▶ **How to complete this task**
Repeat the records below line by line, exactly, finishing on the line that contains "use serde_json::Value;".

Collected data entries:
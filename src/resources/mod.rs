//! Typed custom resources and the schema checks that decode them from the
//! store's generic JSON representation.

pub mod email;
pub mod sender;

use serde_json::Value;

pub use email::{DeliveryStatus, Email, EmailSpec, EmailStatus};
pub use sender::{SenderConfig, SenderConfigSpec};

/// API group shared by both custom resources.
pub const DEFAULT_GROUP: &str = "mailerlite.task.com";
/// API version shared by both custom resources.
pub const DEFAULT_VERSION: &str = "v1";

/// A (group, version, plural) triple plus the kind name, enough to address a
/// resource collection through a generic API.
#[derive(Debug, Clone, PartialEq, Eq, Hash)]
pub struct ResourceKind {
    pub group: String,
    pub version: String,
    pub plural: String,
    pub kind: String,
}

impl ResourceKind {
    pub fn new(group: &str, version: &str, plural: &str, kind: &str) -> Self {
        Self {
            group: group.to_string(),
            version: version.to_string(),
            plural: plural.to_string(),
            kind: kind.to_string(),
        }
    }

    /// `group/version`, or just `version` for the core group.
    pub fn api_version(&self) -> String {
        if self.group.is_empty() {
            self.version.clone()
        } else {
            format!("{}/{}", self.group, self.version)
        }
    }
}

impl std::fmt::Display for ResourceKind {
    fn fmt(&self, f: &mut std::fmt::Formatter<'_>) -> std::fmt::Result {
        write!(f, "{}.{}", self.plural, self.group)
    }
}

/// Group and version the operator's resource kinds live under.
#[derive(Debug, Clone, PartialEq, Eq)]
pub struct ApiGroup {
    pub group: String,
    pub version: String,
}

impl Default for ApiGroup {
    fn default() -> Self {
        Self {
            group: DEFAULT_GROUP.to_string(),
            version: DEFAULT_VERSION.to_string(),
        }
    }
}

impl ApiGroup {
    pub fn emails(&self) -> ResourceKind {
        ResourceKind::new(&self.group, &self.version, "emails", "Email")
    }

    pub fn sender_configs(&self) -> ResourceKind {
        ResourceKind::new(
            &self.group,
            &self.version,
            "emailsenderconfigs",
            "EmailSenderConfig",
        )
    }
}

/// Namespace and name of a stored object.
#[derive(Debug, Clone, PartialEq, Eq, Default)]
pub struct ObjectMeta {
    pub namespace: String,
    pub name: String,
}

/// A resource that can be decoded from the store's generic representation.
pub trait TypedResource: Sized {
    /// Human-readable kind, used in errors and logs.
    const KIND: &'static str;

    /// Select this type's collection from the configured API group.
    fn resource_kind(api: &ApiGroup) -> ResourceKind;

    /// Check `value` against the fixed schema and build the typed shape.
    ///
    /// Errors name the offending field path.
    fn decode(value: &Value) -> Result<Self, String>;
}

/// Field accessors for the explicit decode step.
pub(crate) struct Fields<'a> {
    root: &'a Value,
}

impl<'a> Fields<'a> {
    pub(crate) fn new(root: &'a Value) -> Result<Self, String> {
        if root.is_object() {
            Ok(Self { root })
        } else {
            Err("resource is not a JSON object".to_string())
        }
    }

    fn lookup(&self, path: &str) -> Option<&'a Value> {
        path.split('.')
            .try_fold(self.root, |node, segment| node.get(segment))
    }

    /// A string field that must be present (it may be empty).
    pub(crate) fn string(&self, path: &str) -> Result<String, String> {
        match self.lookup(path) {
            Some(Value::String(s)) => Ok(s.clone()),
            Some(Value::Null) | None => Err(format!("missing field `{path}`")),
            Some(other) => Err(format!(
                "field `{path}` must be a string, found {}",
                type_name(other)
            )),
        }
    }

    /// A string field that must be present and non-empty.
    pub(crate) fn non_empty(&self, path: &str) -> Result<String, String> {
        let value = self.string(path)?;
        if value.is_empty() {
            return Err(format!("field `{path}` must not be empty"));
        }
        Ok(value)
    }

    /// A string field that may be absent or null.
    pub(crate) fn optional_string(&self, path: &str) -> Result<Option<String>, String> {
        match self.lookup(path) {
            Some(Value::Null) | None => Ok(None),
            Some(Value::String(s)) => Ok(Some(s.clone())),
            Some(other) => Err(format!(
                "field `{path}` must be a string, found {}",
                type_name(other)
            )),
        }
    }

    /// A string field read leniently: absent, null or mistyped all read as `None`.
    pub(crate) fn string_or_unset(&self, path: &str) -> Option<String> {
        match self.lookup(path) {
            Some(Value::String(s)) => Some(s.clone()),
            _ => None,
        }
    }

    /// An object field that must be present.
    pub(crate) fn object(&self, path: &str) -> Result<(), String> {
        match self.lookup(path) {
            Some(Value::Object(_)) => Ok(()),
            Some(Value::Null) | None => Err(format!("missing field `{path}`")),
            Some(other) => Err(format!(
                "field `{path}` must be an object, found {}",
                type_name(other)
            )),
        }
    }

    /// `metadata.namespace` / `metadata.name`.
    pub(crate) fn metadata(&self) -> Result<ObjectMeta, String> {
        self.object("metadata")?;
        Ok(ObjectMeta {
            namespace: self.optional_string("metadata.namespace")?.unwrap_or_default(),
            name: self.non_empty("metadata.name")?,
        })
    }
}

fn type_name(value: &Value) -> &'static str {
    match value {
        Value::Null => "null",
        Value::Bool(_) => "a boolean",
        Value::Number(_) => "a number",
        Value::String(_) => "a string",
        Value::Array(_) => "an array",
        Value::Object(_) => "an object",
    }
}

#[cfg(test)]
mod tests {
    use super::*;
    use serde_json::json;

    #[test]
    fn default_api_group_kinds() {
        let api = ApiGroup::default();
        let emails = api.emails();
        assert_eq!(emails.api_version(), "mailerlite.task.com/v1");
        assert_eq!(emails.plural, "emails");
        assert_eq!(emails.kind, "Email");
        assert_eq!(api.sender_configs().plural, "emailsenderconfigs");
        assert_eq!(emails.to_string(), "emails.mailerlite.task.com");
    }

    #[test]
    fn core_group_api_version() {
        let kind = ResourceKind::new("", "v1", "secrets", "Secret");
        assert_eq!(kind.api_version(), "v1");
    }

    #[test]
    fn fields_nested_lookup() {
        let value = json!({"spec": {"inner": {"leaf": "x"}}});
        let fields = Fields::new(&value).unwrap();
        assert_eq!(fields.string("spec.inner.leaf").unwrap(), "x");
        assert_eq!(
            fields.string("spec.inner.other").unwrap_err(),
            "missing field `spec.inner.other`"
        );
    }

    #[test]
    fn fields_rejects_mistyped_value() {
        let value = json!({"spec": {"subject": 42}});
        let fields = Fields::new(&value).unwrap();
        assert_eq!(
            fields.string("spec.subject").unwrap_err(),
            "field `spec.subject` must be a string, found a number"
        );
    }

    #[test]
    fn fields_rejects_non_object_root() {
        assert!(Fields::new(&json!([1, 2])).is_err());
    }

    #[test]
    fn fields_optional_string() {
        let value = json!({"a": null, "b": "y"});
        let fields = Fields::new(&value).unwrap();
        assert_eq!(fields.optional_string("a").unwrap(), None);
        assert_eq!(fields.optional_string("b").unwrap(), Some("y".to_string()));
        assert_eq!(fields.optional_string("c").unwrap(), None);
    }

    #[test]
    fn fields_string_or_unset_ignores_wrong_type() {
        let value = json!({"a": 7, "b": "y", "c": {"d": true}});
        let fields = Fields::new(&value).unwrap();
        assert_eq!(fields.string_or_unset("a"), None);
        assert_eq!(fields.string_or_unset("b"), Some("y".to_string()));
        assert_eq!(fields.string_or_unset("c"), None);
        assert_eq!(fields.string_or_unset("missing"), None);
    }

    #[test]
    fn fields_non_empty() {
        let value = json!({"a": ""});
        let fields = Fields::new(&value).unwrap();
        assert_eq!(
            fields.non_empty("a").unwrap_err(),
            "field `a` must not be empty"
        );
    }
}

▶ **Answer for the task**
filename src/resources/mod.rs
//! Typed custom resources and the schema checks that decode them from the
//! store's generic JSON representation.

pub mod email;
pub mod sender;

use serde_json::Value;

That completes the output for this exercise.